◆ **TASK STATEMENT**:
Every record, from first to last, should be written out again exactly.

◆ **DATA EXCERPTS**:
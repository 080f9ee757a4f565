use super::environment::ResourceId;

/// The write side of a robot: motor command, beacon, outbound message slot,
/// tether requests, and named counter bumps. Controllers write here; the
/// robot entity and scheduler apply the effects in the same tick.
#[derive(Default)]
pub struct Actuators {
    motor_left: f32,
    motor_right: f32,
    beacon: bool,
    outbox: Option<String>,
    attach_request: Option<ResourceId>,
    detach_request: bool,
    counter_bumps: Vec<String>,
}

impl Actuators {
    /// Start-of-act reset: the outbox is a single slot overwritten each
    /// tick. Motor values and the beacon persist until changed.
    pub(crate) fn begin_tick(&mut self) {
        self.outbox = None;
    }

    /// Command the differential drive. Values are clamped to [-1, 1].
    pub fn set_motor_values(&mut self, left: f32, right: f32) {
        self.motor_left = left.clamp(-1.0, 1.0);
        self.motor_right = right.clamp(-1.0, 1.0);
    }

    pub fn motors(&self) -> (f32, f32) {
        (self.motor_left, self.motor_right)
    }

    pub fn set_beacon(&mut self, on: bool) {
        self.beacon = on;
    }

    pub fn beacon(&self) -> bool {
        self.beacon
    }

    /// Fill (or clear) the single outbound message slot for this tick.
    pub fn set_message(&mut self, message: Option<String>) {
        self.outbox = message;
    }

    pub fn message(&self) -> Option<&str> {
        self.outbox.as_deref()
    }

    /// Request a tether to the given resource; applied by the robot entity
    /// after the controller returns. Re-attaching to the current resource is
    /// a no-op, attaching to a different one detaches first.
    pub fn attach_to_resource(&mut self, resource: ResourceId) {
        self.attach_request = Some(resource);
    }

    pub fn detach_from_resource(&mut self) {
        self.detach_request = true;
    }

    pub(crate) fn take_attach_request(&mut self) -> Option<ResourceId> {
        self.attach_request.take()
    }

    pub(crate) fn take_detach_request(&mut self) -> bool {
        std::mem::take(&mut self.detach_request)
    }

    /// Bump a named run counter; drained into the scheduler's report.
    pub fn increment_counter(&mut self, name: &str) {
        self.counter_bumps.push(name.to_string());
    }

    pub(crate) fn drain_counter_bumps(&mut self) -> std::vec::Drain<'_, String> {
        self.counter_bumps.drain(..)
    }
}

#[cfg(test)]
mod tests {
    use super::*;

    #[test]
    fn test_motor_values_clamped() {
        let mut actuators = Actuators::default();
        actuators.set_motor_values(2.5, -3.0);
        assert_eq!(actuators.motors(), (1.0, -1.0));
        actuators.set_motor_values(0.25, 0.75);
        assert_eq!(actuators.motors(), (0.25, 0.75));
    }

    #[test]
    fn test_outbox_is_overwritten_each_tick() {
        let mut actuators = Actuators::default();
        actuators.set_message(Some("hello".into()));
        assert_eq!(actuators.message(), Some("hello"));
        actuators.begin_tick();
        assert_eq!(actuators.message(), None);
    }

    #[test]
    fn test_motor_and_beacon_state_persists() {
        let mut actuators = Actuators::default();
        actuators.set_motor_values(0.5, 0.5);
        actuators.set_beacon(true);
        actuators.begin_tick();
        assert_eq!(actuators.motors(), (0.5, 0.5));
        assert!(actuators.beacon());
    }
}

◆ **THE ANSWER**:
repository 080f9ee757a4f565
use super::environment::ResourceId;

/// The write side of a robot: motor command, beacon, outbound message slot,
/// tether requests, and named counter bumps. Controllers write here; the
/// robot entity and scheduler apply the effects in the same tick.
#[derive(Default)]
pub struct Actuators {
    motor_left: f32,
    motor_right: f32,
    beacon: bool,
    outbox: Option<String>,
    attach_request: Option<ResourceId>,
    detach_request: bool,
    counter_bumps: Vec<String>,
}

impl Actuators {
    /// Start-of-act reset: the outbox is a single slot overwritten each
    /// tick. Motor values and the beacon persist until changed.
    pub(crate) fn begin_tick(&mut self) {
        self.outbox = None;
    }

    /// Command the differential drive. Values are clamped to [-1, 1].
    pub fn set_motor_values(&mut self, left: f32, right: f32) {
        self.motor_left = left.clamp(-1.0, 1.0);
        self.motor_right = right.clamp(-1.0, 1.0);
    }

    pub fn motors(&self) -> (f32, f32) {
        (self.motor_left, self.motor_right)
    }

    pub fn set_beacon(&mut self, on: bool) {
        self.beacon = on;
    }

    pub fn beacon(&self) -> bool {
        self.beacon
    }

    /// Fill (or clear) the single outbound message slot for this tick.
    pub fn set_message(&mut self, message: Option<String>) {
        self.outbox = message;
    }

    pub fn message(&self) -> Option<&str> {
        self.outbox.as_deref()
    }

    /// Request a tether to the given resource; applied by the robot entity
    /// after the controller returns. Re-attaching to the current resource is
    /// a no-op, attaching to a different one detaches first.
    pub fn attach_to_resource(&mut self, resource: ResourceId) {
        self.attach_request = Some(resource);
    }

    pub fn detach_from_resource(&mut self) {
        self.detach_request = true;
    }

    pub(crate) fn take_attach_request(&mut self) -> Option<ResourceId> {
        self.attach_request.take()
    }

    pub(crate) fn take_detach_request(&mut self) -> bool {
        std::mem::take(&mut self.detach_request)
    }

    /// Bump a named run counter; drained into the scheduler's report.
    pub fn increment_counter(&mut self, name: &str) {
        self.counter_bumps.push(name.to_string());
    }

    pub(crate) fn drain_counter_bumps(&mut self) -> std::vec::Drain<'_, String> {
        self.counter_bumps.drain(..)
    }
}

#[cfg(test)]
mod tests {
    use super::*;

    #[test]
    fn test_motor_values_clamped() {
        let mut actuators = Actuators::default();
        actuators.set_motor_values(2.5, -3.0);
        assert_eq!(actuators.motors(), (1.0, -1.0));
        actuators.set_motor_values(0.25, 0.75);
        assert_eq!(actuators.motors(), (0.25, 0.75));
    }

    #[test]
    fn test_outbox_is_overwritten_each_tick() {
        let mut actuators = Actuators::default();
        actuators.set_message(Some("hello".into()));
        assert_eq!(actuators.message(), Some("hello"));
        actuators.begin_tick();
        assert_eq!(actuators.message(), None);
    }

    #[test]
    fn test_motor_and_beacon_state_persists() {
        let mut actuators = Actuators::default();
        actuators.set_motor_values(0.5, 0.5);
        actuators.set_beacon(true);
        actuators.begin_tick();
        assert_eq!(actuators.motors(), (0.5, 0.5));
        assert!(actuators.beacon());
    }
}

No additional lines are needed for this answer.